BEGIN Provided material
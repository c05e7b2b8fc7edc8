use super::*;

/// Tests accepting a farmer invite.
///
/// Creates the user with the invite's role and a linked farmer profile, and marks
/// the invite accepted.
///
/// Expected: Ok with a farmer user; the token can no longer be used
#[tokio::test]
async fn creates_user_and_profile() -> Result<(), AppError> {
    let test = TestBuilder::new().with_all_tables().build().await.unwrap();
    let db = test.db.as_ref().unwrap();

    let invite = factory::invite::InviteFactory::new(db)
        .email("new.farmer@example.com")
        .role(UserRole::Farmer)
        .build()
        .await?;

    let notifier = RecordingNotifier::new();
    let service = InviteService::new(db, &notifier, APP_URL);

    let user = service
        .accept(&invite.token, "Marcia Brown".to_string(), None)
        .await?;

    assert_eq!(user.email, "new.farmer@example.com");
    assert_eq!(user.role, UserRole::Farmer);

    let farmer = crate::server::data::farmer::FarmerRepository::new(db)
        .find_by_user_id(user.id)
        .await?;
    assert!(farmer.is_some());

    let again = service.get_by_token(&invite.token).await;
    assert!(matches!(again, Err(AppError::Conflict(_))));

    Ok(())
}

/// Tests that an expired invite cannot be accepted.
///
/// Expected: Err(AppError::Conflict)
#[tokio::test]
async fn rejects_expired_invite() -> Result<(), AppError> {
    let test = TestBuilder::new().with_all_tables().build().await.unwrap();
    let db = test.db.as_ref().unwrap();

    let invite = factory::invite::InviteFactory::new(db)
        .expires_at(Utc::now() - Duration::minutes(1))
        .build()
        .await?;

    let notifier = RecordingNotifier::new();
    let result = InviteService::new(db, &notifier, APP_URL)
        .accept(&invite.token, "Late Comer".to_string(), None)
        .await;

    assert!(matches!(result, Err(AppError::Conflict(_))));

    Ok(())
}
use super::*;

/// Tests that renaming onto another ingredient's name is a conflict.
///
/// Expected: Err(AppError::Conflict)
#[tokio::test]
async fn rejects_rename_onto_existing_name() -> Result<(), AppError> {
    let test = TestBuilder::new().with_provider_tables().build().await.unwrap();
    let db = test.db.as_ref().unwrap();

    factory::ingredient::create_named_ingredient(db, "Ackee").await?;
    let yam = factory::ingredient::create_named_ingredient(db, "Yellow Yam").await?;

    let result = IngredientService::new(db)
        .update(yam.id, params("ackee"))
        .await;

    assert!(matches!(result, Err(AppError::Conflict(_))));

    Ok(())
}

/// Tests that an ingredient can keep its own name with different casing.
///
/// Expected: Ok with the new casing stored
#[tokio::test]
async fn allows_recasing_own_name() -> Result<(), AppError> {
    let test = TestBuilder::new().with_provider_tables().build().await.unwrap();
    let db = test.db.as_ref().unwrap();

    let yam = factory::ingredient::create_named_ingredient(db, "yellow yam").await?;

    let updated = IngredientService::new(db)
        .update(yam.id, params("Yellow Yam"))
        .await?;

    assert_eq!(updated.id, yam.id);
    assert_eq!(updated.name, "Yellow Yam");

    Ok(())
}

/// Tests updating an unknown ingredient.
///
/// Expected: Err(AppError::NotFound)
#[tokio::test]
async fn fails_for_unknown_ingredient() -> Result<(), AppError> {
    let test = TestBuilder::new().with_provider_tables().build().await.unwrap();
    let db = test.db.as_ref().unwrap();

    let result = IngredientService::new(db)
        .update(77, params("Breadfruit"))
        .await;

    assert!(matches!(result, Err(AppError::NotFound(_))));

    Ok(())
}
END Provided material
What you will do
Transcribe the entries exactly, and make each line match the original.

Written response
repository c05e7b2b8fc7edc8
use super::*;

/// Tests accepting a farmer invite.
///
/// Creates the user with the invite's role and a linked farmer profile, and marks
/// the invite accepted.
///
/// Expected: Ok with a farmer user; the token can no longer be used
#[tokio::test]
async fn creates_user_and_profile() -> Result<(), AppError> {
    let test = TestBuilder::new().with_all_tables().build().await.unwrap();
    let db = test.db.as_ref().unwrap();

    let invite = factory::invite::InviteFactory::new(db)
        .email("new.farmer@example.com")
        .role(UserRole::Farmer)
        .build()
        .await?;

    let notifier = RecordingNotifier::new();
    let service = InviteService::new(db, &notifier, APP_URL);

    let user = service
        .accept(&invite.token, "Marcia Brown".to_string(), None)
        .await?;

    assert_eq!(user.email, "new.farmer@example.com");
    assert_eq!(user.role, UserRole::Farmer);

    let farmer = crate::server::data::farmer::FarmerRepository::new(db)
        .find_by_user_id(user.id)
        .await?;
    assert!(farmer.is_some());

    let again = service.get_by_token(&invite.token).await;
    assert!(matches!(again, Err(AppError::Conflict(_))));

    Ok(())
}

/// Tests that an expired invite cannot be accepted.
///
/// Expected: Err(AppError::Conflict)
#[tokio::test]
async fn rejects_expired_invite() -> Result<(), AppError> {
    let test = TestBuilder::new().with_all_tables().build().await.unwrap();
    let db = test.db.as_ref().unwrap();

    let invite = factory::invite::InviteFactory::new(db)
        .expires_at(Utc::now() - Duration::minutes(1))
        .build()
        .await?;

    let notifier = RecordingNotifier::new();
    let result = InviteService::new(db, &notifier, APP_URL)
        .accept(&invite.token, "Late Comer".to_string(), None)
        .await;

    assert!(matches!(result, Err(AppError::Conflict(_))));

    Ok(())
}
use super::*;

/// Tests that renaming onto another ingredient's name is a conflict.
///
/// Expected: Err(AppError::Conflict)
#[tokio::test]
async fn rejects_rename_onto_existing_name() -> Result<(), AppError> {
    let test = TestBuilder::new().with_provider_tables().build().await.unwrap();
    let db = test.db.as_ref().unwrap();

    factory::ingredient::create_named_ingredient(db, "Ackee").await?;
    let yam = factory::ingredient::create_named_ingredient(db, "Yellow Yam").await?;

    let result = IngredientService::new(db)
        .update(yam.id, params("ackee"))
        .await;

    assert!(matches!(result, Err(AppError::Conflict(_))));

    Ok(())
}

/// Tests that an ingredient can keep its own name with different casing.
///
/// Expected: Ok with the new casing stored
#[tokio::test]
async fn allows_recasing_own_name() -> Result<(), AppError> {
    let test = TestBuilder::new().with_provider_tables().build().await.unwrap();
    let db = test.db.as_ref().unwrap();

    let yam = factory::ingredient::create_named_ingredient(db, "yellow yam").await?;

    let updated = IngredientService::new(db)
        .update(yam.id, params("Yellow Yam"))
        .await?;

    assert_eq!(updated.id, yam.id);
    assert_eq!(updated.name, "Yellow Yam");

    Ok(())
}

/// Tests updating an unknown ingredient.
///
/// Expected: Err(AppError::NotFound)
#[tokio::test]
async fn fails_for_unknown_ingredient() -> Result<(), AppError> {
    let test = TestBuilder::new().with_provider_tables().build().await.unwrap();
    let db = test.db.as_ref().unwrap();

    let result = IngredientService::new(db)
        .update(77, params("Breadfruit"))
        .await;

    assert!(matches!(result, Err(AppError::NotFound(_))));

    Ok(())
}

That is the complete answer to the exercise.